Methods: Eligible studies included prospective cohort studies of portable and in-laboratory sleep studies performed on the same groups of patients. A comparison of respiratory disturbance index (RDI), mean low oxygen saturation levels, sleep time, rate of inadequate studies, and average cost per examination was made between portable and in-laboratory sleep studies. A total of 18 papers were identified in two independent Medline searches.
Results: RDI values on portable sleep studies were 10% lower on average compared with laboratory studies (odds ratio [OR], 0.90; 95% confidence interval [CI], 0.87-0.92). There was no significant difference in the mean low oxygen saturation on portable versus laboratory studies (OR, 1.0; 95% CI, 0.94-1.10). Recorded sleep time was significantly higher by 13% for laboratory compared with portable studies (OR, 0.87; 95% CI, 0.86-0.89), and portable studies were significantly more likely to give a poor recording when compared with laboratory examinations (P = .0001). The cost of home studies ranged from 35% to 88% lower than laboratory studies across a number of countries.
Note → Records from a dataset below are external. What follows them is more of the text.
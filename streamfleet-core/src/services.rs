use std::fmt;
use std::sync::Arc;

use crate::agent::{AgentClient, CommandBus};
use crate::breaker::RtmpCircuitBreaker;
use crate::clock::Clock;
use crate::config::FleetConfig;
use crate::fleet::{NodeRegistry, PlacementPlanner, TelemetryProbe};
use crate::handover::GracefulAgentUpdate;
use crate::lifecycle::{LifecycleRepository, StreamLifecycleManager};
use crate::operations::StreamOperationQueue;
use crate::remote::RemoteExecutor;
use crate::store::SharedStore;
use crate::supervisor::Supervisor;
use crate::timers::TimerQueue;
use crate::worker::OperationWorker;

/// Every component wired over one shared store.
#[derive(Clone)]
pub struct FleetServices {
    pub store: Arc<dyn SharedStore>,
    pub clock: Arc<dyn Clock>,
    pub registry: NodeRegistry,
    pub breaker: RtmpCircuitBreaker,
    pub queue: StreamOperationQueue,
    pub planner: Arc<PlacementPlanner>,
    pub lifecycle: Arc<StreamLifecycleManager>,
    pub agent: AgentClient,
    pub timers: TimerQueue,
    pub handover: Arc<GracefulAgentUpdate>,
    pub supervisor: Arc<Supervisor>,
    pub worker: Arc<OperationWorker>,
}

impl fmt::Debug for FleetServices {
    fn fmt(&self, f: &mut fmt::Formatter<'_>) -> fmt::Result {
        f.debug_struct("FleetServices").finish_non_exhaustive()
    }
}

impl FleetServices {
    pub fn new(
        config: &FleetConfig,
        store: Arc<dyn SharedStore>,
        remote: Arc<dyn RemoteExecutor>,
        probe: Arc<dyn TelemetryProbe>,
        bus: Arc<dyn CommandBus>,
        clock: Arc<dyn Clock>,
    ) -> Self {
        let registry = NodeRegistry::new(store.clone(), clock.clone());
        let breaker = RtmpCircuitBreaker::new(store.clone(), clock.clone(), config.breaker.clone());
        let queue =
            StreamOperationQueue::new(store.clone(), clock.clone(), config.operations.clone());
        let planner = Arc::new(PlacementPlanner::new(
            registry.clone(),
            probe,
            config.placement.clone(),
            clock.clone(),
        ));
        let repository = LifecycleRepository::new(store.clone());
        let lifecycle = Arc::new(StreamLifecycleManager::new(
            repository.clone(),
            registry.clone(),
            breaker.clone(),
            remote,
            clock.clone(),
            config.lifecycle.clone(),
        ));
        let agent = AgentClient::new(bus, config.agent.clone());
        let timers = TimerQueue::new(store.clone());
        let handover = Arc::new(GracefulAgentUpdate::new(
            store.clone(),
            registry.clone(),
            lifecycle.clone(),
            planner.clone(),
            agent.clone(),
            timers.clone(),
            clock.clone(),
            config.handover.clone(),
        ));
        let supervisor = Arc::new(Supervisor::new(
            store.clone(),
            registry.clone(),
            repository,
            handover.clone(),
            timers.clone(),
            agent.clone(),
            clock.clone(),
            config.supervisor.clone(),
        ));
        let worker = Arc::new(OperationWorker::new(
            queue.clone(),
            planner.clone(),
            lifecycle.clone(),
            agent.clone(),
        ));
        Self {
            store,
            clock,
            registry,
            breaker,
            queue,
            planner,
            lifecycle,
            agent,
            timers,
            handover,
            supervisor,
            worker,
        }
    }
}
Conclusion: Home sleep studies provide similar diagnostic information to laboratory polysomnograms in the evaluation of sleep-disordered breathing but may underestimate sleep apnea severity. The lower cost of home sleep studies makes it a viable screening tool for patients with suspected OSA; however, these lower costs are partially offset by the higher rate of inadequate examinations.